**Action item:**
In the following listing, work out how many lines contain the string "Acme", and state only that number.

*** Opening Stored data ***

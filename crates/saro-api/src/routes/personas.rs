//! # Personas & Client Onboarding

use axum::extract::rejection::JsonRejection;
use axum::routing::{get, post};
use axum::{Json, Router};
use saro_core::{ApiKeyKind, IdPrefix, RecordId};
use serde::{Deserialize, Serialize};
use serde_json::{json, Value};
use utoipa::ToSchema;

use crate::error::AppError;
use crate::extractors::extract_json;
use crate::state::AppState;

/// A platform persona and the modules it uses most.
#[derive(Debug, Clone, Copy, Serialize)]
pub struct Persona {
    pub id: &'static str,
    pub name: &'static str,
    pub icon: &'static str,
    pub description: &'static str,
    pub modules: [&'static str; 3],
    pub color: &'static str,
}

pub const PERSONAS: [Persona; 4] = [
    Persona {
        id: "forecaster",
        name: "Forecaster",
        icon: "📈",
        description: "Regulatory intelligence, risk prediction, upcoming regulatory changes",
        modules: ["Ingestion & Forecast", "Regulatory Alerts", "Feed Log"],
        color: "cyan",
    },
    Persona {
        id: "autopsier",
        name: "Autopsier",
        icon: "🔍",
        description: "Deep-dive audit findings, evidence chains, standards-aligned reports",
        modules: ["Audit & Compliance", "Standards Reports", "Evidence Chain"],
        color: "amber",
    },
    Persona {
        id: "enabler",
        name: "Enabler",
        icon: "⚙️",
        description: "Implement controls, manage policies, drive remediation automation",
        modules: ["Guardrails", "Autonomous Bots", "Policy Library"],
        color: "green",
    },
    Persona {
        id: "evangelist",
        name: "Evangelist",
        icon: "🎯",
        description: "Executive summaries, ROI metrics, board reporting, ethics overview",
        modules: ["Executive Dashboard", "Commercial", "Ethics & Surveillance"],
        color: "purple",
    },
];

/// (step, done)
const ONBOARDING_STEPS: [(&str, bool); 6] = [
    ("Account Created", true),
    ("Persona Configured", true),
    ("API Keys Generated", true),
    ("First Document Ingested", false),
    ("First Audit Run", false),
    ("Guardrails Active", false),
];

#[derive(Debug, Default, Deserialize, ToSchema)]
pub struct OnboardClientRequest {
    #[serde(default)]
    pub company_name: Option<String>,
    #[serde(default)]
    pub industry: Option<String>,
    #[serde(default)]
    pub plan: Option<String>,
    #[serde(default)]
    pub persona: Option<String>,
}

/// Build the personas router.
pub fn router() -> Router<AppState> {
    Router::new()
        .route("/api/v1/personas", get(list_personas))
        .route("/api/v1/onboard", post(onboard_client))
}

/// GET /api/v1/personas - Persona catalogue.
async fn list_personas() -> Json<Value> {
    Json(json!({ "personas": PERSONAS }))
}

/// POST /api/v1/onboard - Onboard a client with keys and a starter checklist.
async fn onboard_client(body: Result<Json<OnboardClientRequest>, JsonRejection>) -> Result<Json<Value>, AppError> {
    let req = extract_json(body)?;
    let tenant_id = RecordId::generate(IdPrefix::Tenant).into_string();
    let persona = req.persona.unwrap_or_else(|| "enabler".to_string());
    let steps: Vec<Value> = ONBOARDING_STEPS
        .iter()
        .map(|(step, done)| json!({ "step": step, "done": done }))
        .collect();
    tracing::info!(tenant_id = %tenant_id, persona = %persona, "client onboarded");

    Ok(Json(json!({
        "tenant_id": tenant_id,
        "company_name": req.company_name,
        "industry": req.industry.unwrap_or_else(|| "technology".to_string()),
        "plan": req.plan.unwrap_or_else(|| "professional".to_string()),
        "persona": persona,
        "api_key": ApiKeyKind::Live.issue(),
        "sandbox_key": ApiKeyKind::Test.issue(),
        "steps": steps,
        "onboarded_at": saro_core::now(),
    })))
}

#[cfg(test)]
mod tests {
    use super::*;
    use crate::routes::test_util::{get_json, post_json};

    fn app() -> Router {
        router().with_state(AppState::new())
    }

    #[tokio::test]
    async fn four_personas() {
        let (_, body) = get_json(app(), "/api/v1/personas").await;
        let personas = body["personas"].as_array().unwrap();
        assert_eq!(personas.len(), 4);
        assert_eq!(personas[3]["id"], "evangelist");
    }

    #[tokio::test]
    async fn onboarding_defaults() {
        let (_, body) = post_json(app(), "/api/v1/onboard", json!({ "company_name": "Acme" })).await;
        assert!(body["tenant_id"].as_str().unwrap().starts_with("TEN-"));
        assert_eq!(body["company_name"], "Acme");
        assert_eq!(body["persona"], "enabler");
        assert_eq!(body["steps"].as_array().unwrap().len(), 6);
        assert_eq!(body["steps"][3]["done"], false);
    }
}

*** Closing Stored data ***

**Solved exercise:**
2